| EXTRACTED MATERIAL |
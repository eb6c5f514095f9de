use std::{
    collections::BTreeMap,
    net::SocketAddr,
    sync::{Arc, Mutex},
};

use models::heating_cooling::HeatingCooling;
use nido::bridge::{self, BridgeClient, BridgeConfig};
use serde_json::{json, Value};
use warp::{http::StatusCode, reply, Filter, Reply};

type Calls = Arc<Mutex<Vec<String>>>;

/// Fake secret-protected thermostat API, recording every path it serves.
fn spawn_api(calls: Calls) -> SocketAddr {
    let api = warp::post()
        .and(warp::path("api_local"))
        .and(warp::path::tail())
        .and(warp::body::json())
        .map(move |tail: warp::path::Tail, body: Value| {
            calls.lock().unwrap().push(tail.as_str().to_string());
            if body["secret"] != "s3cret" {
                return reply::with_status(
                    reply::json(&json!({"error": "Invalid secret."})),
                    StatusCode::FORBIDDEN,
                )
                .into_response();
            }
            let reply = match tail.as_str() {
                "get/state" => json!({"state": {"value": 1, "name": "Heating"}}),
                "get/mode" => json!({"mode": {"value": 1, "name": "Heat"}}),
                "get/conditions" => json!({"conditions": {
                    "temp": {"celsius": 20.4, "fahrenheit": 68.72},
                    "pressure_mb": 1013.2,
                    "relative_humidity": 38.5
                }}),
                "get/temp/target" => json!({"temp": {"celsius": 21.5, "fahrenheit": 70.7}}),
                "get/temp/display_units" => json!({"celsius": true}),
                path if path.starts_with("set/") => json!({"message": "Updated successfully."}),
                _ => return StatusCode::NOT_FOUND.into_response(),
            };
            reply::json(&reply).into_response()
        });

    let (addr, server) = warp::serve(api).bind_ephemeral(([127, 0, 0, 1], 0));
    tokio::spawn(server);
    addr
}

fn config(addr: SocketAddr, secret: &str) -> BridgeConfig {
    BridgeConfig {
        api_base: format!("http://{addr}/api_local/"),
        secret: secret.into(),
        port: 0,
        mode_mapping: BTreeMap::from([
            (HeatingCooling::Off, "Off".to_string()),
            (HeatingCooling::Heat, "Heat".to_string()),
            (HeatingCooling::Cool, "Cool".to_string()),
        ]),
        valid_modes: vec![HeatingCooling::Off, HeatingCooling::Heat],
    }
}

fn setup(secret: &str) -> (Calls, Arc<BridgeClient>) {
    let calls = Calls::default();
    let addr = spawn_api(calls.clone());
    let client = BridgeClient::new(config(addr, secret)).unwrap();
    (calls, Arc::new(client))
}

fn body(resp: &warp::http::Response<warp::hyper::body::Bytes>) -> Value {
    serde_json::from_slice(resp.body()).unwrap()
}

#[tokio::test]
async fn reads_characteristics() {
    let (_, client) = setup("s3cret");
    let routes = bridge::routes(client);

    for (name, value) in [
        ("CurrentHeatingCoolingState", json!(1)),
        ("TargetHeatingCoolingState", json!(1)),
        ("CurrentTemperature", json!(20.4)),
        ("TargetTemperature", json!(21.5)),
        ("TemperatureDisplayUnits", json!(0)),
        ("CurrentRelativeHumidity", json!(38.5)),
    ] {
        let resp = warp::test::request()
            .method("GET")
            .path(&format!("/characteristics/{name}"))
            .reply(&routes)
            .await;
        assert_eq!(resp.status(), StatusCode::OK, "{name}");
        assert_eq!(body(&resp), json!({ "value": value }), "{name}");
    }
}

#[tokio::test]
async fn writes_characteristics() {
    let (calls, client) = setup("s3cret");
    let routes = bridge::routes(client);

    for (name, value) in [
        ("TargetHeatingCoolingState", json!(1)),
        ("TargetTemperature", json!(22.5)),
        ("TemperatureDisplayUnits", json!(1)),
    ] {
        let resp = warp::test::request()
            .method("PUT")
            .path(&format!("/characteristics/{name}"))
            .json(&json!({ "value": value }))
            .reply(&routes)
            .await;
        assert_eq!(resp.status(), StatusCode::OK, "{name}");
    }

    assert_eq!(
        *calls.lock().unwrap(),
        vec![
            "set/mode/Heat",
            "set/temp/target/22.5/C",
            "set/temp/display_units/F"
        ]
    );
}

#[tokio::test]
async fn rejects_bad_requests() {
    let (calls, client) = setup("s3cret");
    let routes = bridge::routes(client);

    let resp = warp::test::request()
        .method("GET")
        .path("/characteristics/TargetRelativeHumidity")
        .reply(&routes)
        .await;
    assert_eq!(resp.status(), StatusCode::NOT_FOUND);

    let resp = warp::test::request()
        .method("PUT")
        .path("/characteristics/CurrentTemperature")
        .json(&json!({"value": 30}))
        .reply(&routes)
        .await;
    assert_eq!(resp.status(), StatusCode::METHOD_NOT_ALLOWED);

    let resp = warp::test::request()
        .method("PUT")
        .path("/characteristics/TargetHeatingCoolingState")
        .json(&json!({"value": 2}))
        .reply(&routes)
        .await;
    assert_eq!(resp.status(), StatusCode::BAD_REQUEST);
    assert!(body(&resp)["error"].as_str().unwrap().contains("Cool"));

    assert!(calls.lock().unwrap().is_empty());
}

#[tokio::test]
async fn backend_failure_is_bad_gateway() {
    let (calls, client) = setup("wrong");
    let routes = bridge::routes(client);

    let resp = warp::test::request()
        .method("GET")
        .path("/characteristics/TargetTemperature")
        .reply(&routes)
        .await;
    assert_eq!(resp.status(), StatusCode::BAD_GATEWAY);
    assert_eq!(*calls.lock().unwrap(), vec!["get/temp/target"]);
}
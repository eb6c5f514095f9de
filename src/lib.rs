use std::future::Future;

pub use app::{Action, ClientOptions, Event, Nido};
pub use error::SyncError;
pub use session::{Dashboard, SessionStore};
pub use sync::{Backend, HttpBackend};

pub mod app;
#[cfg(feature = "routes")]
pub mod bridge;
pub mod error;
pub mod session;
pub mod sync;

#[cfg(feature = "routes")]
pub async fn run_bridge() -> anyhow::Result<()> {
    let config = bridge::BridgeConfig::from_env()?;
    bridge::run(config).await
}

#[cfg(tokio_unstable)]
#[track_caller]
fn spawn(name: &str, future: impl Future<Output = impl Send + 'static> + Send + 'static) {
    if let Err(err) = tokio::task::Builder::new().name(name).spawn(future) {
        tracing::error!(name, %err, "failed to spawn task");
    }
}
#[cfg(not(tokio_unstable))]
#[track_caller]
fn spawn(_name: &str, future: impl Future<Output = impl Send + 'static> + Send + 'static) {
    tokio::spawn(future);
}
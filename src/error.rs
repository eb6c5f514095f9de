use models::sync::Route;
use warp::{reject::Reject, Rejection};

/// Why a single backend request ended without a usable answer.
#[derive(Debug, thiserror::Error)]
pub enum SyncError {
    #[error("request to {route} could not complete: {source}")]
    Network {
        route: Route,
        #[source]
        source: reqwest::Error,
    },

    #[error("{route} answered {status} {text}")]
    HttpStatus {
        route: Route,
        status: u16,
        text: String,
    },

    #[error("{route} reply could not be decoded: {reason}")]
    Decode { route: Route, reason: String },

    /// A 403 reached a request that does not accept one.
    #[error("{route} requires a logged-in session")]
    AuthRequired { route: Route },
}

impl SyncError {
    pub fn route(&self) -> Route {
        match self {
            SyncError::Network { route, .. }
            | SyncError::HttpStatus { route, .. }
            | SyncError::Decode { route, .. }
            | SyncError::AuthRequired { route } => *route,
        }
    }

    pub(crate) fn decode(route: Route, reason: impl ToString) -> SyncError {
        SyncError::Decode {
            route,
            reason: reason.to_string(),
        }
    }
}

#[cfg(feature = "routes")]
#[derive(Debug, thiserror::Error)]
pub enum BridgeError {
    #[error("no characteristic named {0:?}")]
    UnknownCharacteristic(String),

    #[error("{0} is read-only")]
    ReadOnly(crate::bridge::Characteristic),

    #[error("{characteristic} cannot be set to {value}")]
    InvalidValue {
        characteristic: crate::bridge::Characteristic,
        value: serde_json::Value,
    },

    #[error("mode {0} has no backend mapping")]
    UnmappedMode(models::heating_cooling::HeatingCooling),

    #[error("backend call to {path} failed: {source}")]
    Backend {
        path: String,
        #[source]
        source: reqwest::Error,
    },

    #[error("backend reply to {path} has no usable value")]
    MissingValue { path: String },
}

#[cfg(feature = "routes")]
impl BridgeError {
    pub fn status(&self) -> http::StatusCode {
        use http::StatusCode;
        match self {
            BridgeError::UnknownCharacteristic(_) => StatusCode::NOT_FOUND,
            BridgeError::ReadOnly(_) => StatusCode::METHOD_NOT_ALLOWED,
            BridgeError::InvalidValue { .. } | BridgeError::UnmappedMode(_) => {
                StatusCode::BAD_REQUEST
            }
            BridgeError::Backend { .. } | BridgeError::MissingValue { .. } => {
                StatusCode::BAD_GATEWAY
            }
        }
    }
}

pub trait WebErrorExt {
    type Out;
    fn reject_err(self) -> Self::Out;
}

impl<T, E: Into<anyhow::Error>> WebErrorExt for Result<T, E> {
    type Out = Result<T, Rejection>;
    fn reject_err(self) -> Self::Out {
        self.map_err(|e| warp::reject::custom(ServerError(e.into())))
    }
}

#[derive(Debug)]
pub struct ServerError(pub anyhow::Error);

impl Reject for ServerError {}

| WHAT IS BEING ASKED |
Every line in the entries above that has the word "lock" should be identified and copied.

| TASK ANSWER |
            calls.lock().unwrap().push(tail.as_str().to_string());
        *calls.lock().unwrap(),
    assert!(calls.lock().unwrap().is_empty());
    assert_eq!(*calls.lock().unwrap(), vec!["get/temp/target"]);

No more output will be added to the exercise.